Quizás la única excepción está representada por algunos
alcances teóricos de Ernesto Laclau quien al recurrir a Lacan pudo observar
como las demandas sociales han de ser descifradas en el espacio difuso y opaco
de las representaciones simbólicas. Pero, lamentablemente, también en Laclau
los actores sociales son deducidos desde la lógica de una teoría sustentada por
un futuro “estratégicamente” condicionado.
Podría entonces afirmarse que la mayoría de las teorías
políticas han sido hechas para seres humanos “normales”, es decir, para un
“homo politicus” ideal.
No obstante, una simple mirada a los lugares marcados por
confrontaciones políticas, mostrará como ese ser humano “normal”, deducido de
la racionalidad de una teoría (todas las teorías son racionales) dista de ser
la regla. Más bien es la excepción.
Dicho más claramente: la llamada sociedad está formada por
personas que padecen de horrorosos miedos a morir. Por lo mismo, todo análisis
político debe tratar con seres imprevisibles, paranoicos, histéricos, adictos,
deseantes, megalómanos, sicóticos o simplemente neuróticos. Esa es, nos guste o
no, “la madera carcomida” –expresión de Kant- sobre la cual han de carpinterear
quienes intentan explicar las conductas ciudadanas.
En términos psicoanalíticos, la materia de toda
infraestructura humana está formada por ocultas pasiones. ¿Bajas pasiones?

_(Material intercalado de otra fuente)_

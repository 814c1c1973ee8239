//! Issuing and verifying access tokens.
//!
//! Tokens are HS256 JWTs signed with [`JwtConfig::secret`]. Verification
//! checks the signature and that a `teacher_id` claim is present. When
//! [`JwtConfig::access_token_expiry`] is set, tokens carry `exp` and
//! verification requires it; otherwise tokens never expire.

use chrono::Utc;
use jsonwebtoken::{Algorithm, DecodingKey, EncodingKey, Header, Validation, decode, encode};

use rollcall_config::JwtConfig;
use rollcall_core::AppError;
use rollcall_models::TeacherId;

use crate::claims::Claims;

pub fn create_access_token(teacher_id: TeacherId, jwt_config: &JwtConfig) -> Result<String, AppError> {
    let now = Utc::now().timestamp() as usize;
    let exp = jwt_config
        .access_token_expiry
        .map(|expiry| now + expiry as usize);

    let claims = Claims {
        teacher_id: teacher_id.to_string(),
        iat: now,
        exp,
    };

    encode(
        &Header::new(Algorithm::HS256),
        &claims,
        &EncodingKey::from_secret(jwt_config.secret.as_bytes()),
    )
    .map_err(|e| AppError::internal_error(format!("Failed to create token: {}", e)))
}

/// Decodes a token and returns its claims.
///
/// Any failure (bad signature, malformed token, missing `teacher_id`, expired
/// when expiry is enforced) is reported as the same unauthorized error.
pub fn verify_token(token: &str, jwt_config: &JwtConfig) -> Result<Claims, AppError> {
    decode::<Claims>(
        token,
        &DecodingKey::from_secret(jwt_config.secret.as_bytes()),
        &validation(jwt_config),
    )
    .map(|data| data.claims)
    .map_err(|_| AppError::unauthorized("Invalid token".to_string()))
}

fn validation(jwt_config: &JwtConfig) -> Validation {
    let mut validation = Validation::new(Algorithm::HS256);
    if jwt_config.access_token_expiry.is_some() {
        validation.set_required_spec_claims(&["exp"]);
    } else {
        validation.required_spec_claims.clear();
        validation.validate_exp = false;
    }
    validation
}
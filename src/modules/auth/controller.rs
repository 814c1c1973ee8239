use axum::Json;
use axum::extract::State;
use rollcall_core::AppError;
use rollcall_models::{LoginRequest, LoginResponse};
use serde::Serialize;
use tracing::instrument;
use utoipa::ToSchema;

use super::service::AuthService;
use crate::state::AppState;
use crate::validator::ValidatedJson;

#[derive(Serialize, ToSchema)]
pub struct ErrorResponse {
    pub error: String,
}

/// Login and receive a bearer token
#[utoipa::path(
    post,
    path = "/api/auth/login",
    request_body = LoginRequest,
    responses(
        (status = 200, description = "Login successful", body = LoginResponse),
        (status = 401, description = "Invalid credentials", body = ErrorResponse),
        (status = 422, description = "Missing username or password", body = ErrorResponse),
        (status = 500, description = "Internal server error", body = ErrorResponse)
    ),
    tag = "Authentication"
)]
#[instrument(skip(state, dto))]
pub async fn login(
    State(state): State<AppState>,
    ValidatedJson(dto): ValidatedJson<LoginRequest>,
) -> Result<Json<LoginResponse>, AppError> {
    let response = AuthService::login(state.store.as_ref(), dto, &state.jwt_config).await?;
    Ok(Json(response))
}
use axum::{Router, routing::get};

use super::controller::{get_attendance, submit_attendance};
use crate::state::AppState;

pub fn init_attendance_router() -> Router<AppState> {
    Router::new().route(
        "/{class_id}/attendance",
        get(get_attendance).post(submit_attendance),
    )
}
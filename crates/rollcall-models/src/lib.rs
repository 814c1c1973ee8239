//! # Rollcall Models
//!
//! Domain entities and request/response DTOs for the attendance API.
//!
//! - [`ids`]: strongly-typed identifiers
//! - [`enums`]: closed vocabularies (class level, stream, session, status)
//! - [`teachers`]: teacher accounts and credentials
//! - [`classes`]: classes and their ordered rosters
//! - [`students`]: students
//! - [`attendance`]: attendance records and submissions
//! - [`auth`]: login DTOs

pub mod attendance;
pub mod auth;
pub mod classes;
pub mod enums;
pub mod ids;
pub mod students;
pub mod teachers;

pub use attendance::{
    AttendanceEntry, AttendanceQuery, AttendanceRecord, AttendanceSubmission, SubmissionKey,
    SubmissionResponse,
};
pub use auth::{LoginRequest, LoginResponse};
pub use classes::{Class, NewClass};
pub use enums::{AttendanceStatus, Level, Session, Stream};
pub use ids::{AttendanceRecordId, ClassId, StudentId, TeacherId};
pub use students::Student;
pub use teachers::{CreateTeacherDto, Teacher, TeacherCredentials};
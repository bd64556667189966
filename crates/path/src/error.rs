use thiserror::Error;

/// The result type of operations that validate their geometric input.
pub type GeometryResult<T> = Result<T, GeometryError>;

/// Rejected geometric input.
///
/// Nothing is drawn when one of these is returned.
#[derive(Copy, Clone, Debug, PartialEq, Error)]
pub enum GeometryError {
    #[error("mismatched coordinates: {xs} x values for {ys} y values")]
    MismatchedCoordinates { xs: usize, ys: usize },
    #[error("too few points: got {count}, need at least {min}")]
    TooFewPoints { count: usize, min: usize },
    #[error("invalid interval: {0}")]
    InvalidInterval(f32),
}

#[test]
fn error_messages() {
    use std::string::ToString;

    assert_eq!(
        GeometryError::MismatchedCoordinates { xs: 3, ys: 2 }.to_string(),
        "mismatched coordinates: 3 x values for 2 y values"
    );
    assert_eq!(
        GeometryError::TooFewPoints { count: 2, min: 3 }.to_string(),
        "too few points: got 2, need at least 3"
    );
}
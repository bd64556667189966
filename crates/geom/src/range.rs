use num_traits::Float;

/// Linearly maps `value` from the range `[low1, high1]` to `[low2, high2]`.
///
/// Values outside of the input range are extrapolated. A degenerate input range
/// maps everything to `low2`.
///
/// ```
/// use pctdraw_geom::map_range;
///
/// assert_eq!(map_range(5.0, 0.0, 10.0, 0.0, 100.0), 50.0);
/// assert_eq!(map_range(2020.0, 2000.0, 2040.0, 10.0, 90.0), 50.0);
/// ```
pub fn map_range<S: Float>(value: S, low1: S, high1: S, low2: S, high2: S) -> S {
    let span = high1 - low1;
    if span == S::zero() {
        return low2;
    }

    low2 + (high2 - low2) * ((value - low1) / span)
}

#[test]
fn map_range_inverted_output() {
    assert_eq!(map_range(0.0f32, 0.0, 10.0, 100.0, 0.0), 100.0);
    assert_eq!(map_range(10.0f32, 0.0, 10.0, 100.0, 0.0), 0.0);
    assert_eq!(map_range(15.0f64, 0.0, 10.0, 0.0, 100.0), 150.0);
}

#[test]
fn map_range_degenerate_input() {
    assert_eq!(map_range(3.0f32, 1.0, 1.0, 7.0, 9.0), 7.0);
}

Exactamente. Pero no porque sean bajas sino porque están “abajo”, aguardando el
momento de aparecer en la superficie, disfrazadas de lógicos intereses y
sublimes ideales. En ese sentido, todas las pasiones son “bajas”.
No fue un político, fue un economista, A. O. Hirschman,
quien en su libro The Passions and the Interests pudo percibir como los
intereses económicos racionales son, en muchos casos, simples pasiones
revestidas (sublimadas, en lenguaje freudiano). Por lo mismo, aún convertidas
en intereses, las pasiones no desaparecen. Suele suceder más bien lo contrario:
los intereses racionales se convierten según Hirschman, en súbditos del imperio
de las pasiones.
Extrapolando hacia lo político la tesis de Hirschman,
podemos observar como, más aún que la economía, la política es un espacio
proyectivo, no tanto de intereses, sino de pasiones mal disimuladas. Ahí reside
el trasfondo patológico de muchas representaciones políticas. Por ese motivo
algunos analistas de la política sostenemos que, aunque parezca paradoja, el
análisis de lo político no se agota en lo político. Hay que recurrir a otras
fuentes. Entre ellas, a las psicoanalíticas.
Ahora, desde una perspectiva inversa, la práctica
política podría cumplir bajo ciertas condiciones una función terapéutica. Lo
dicho se explica si consideramos que la política al ser actividad pública es
también un espacio de ex -presión (liberación de presiones). Las re-presiones
en cambio, cumplen el objetivo de impedir que las presiones salgan hacia fuera.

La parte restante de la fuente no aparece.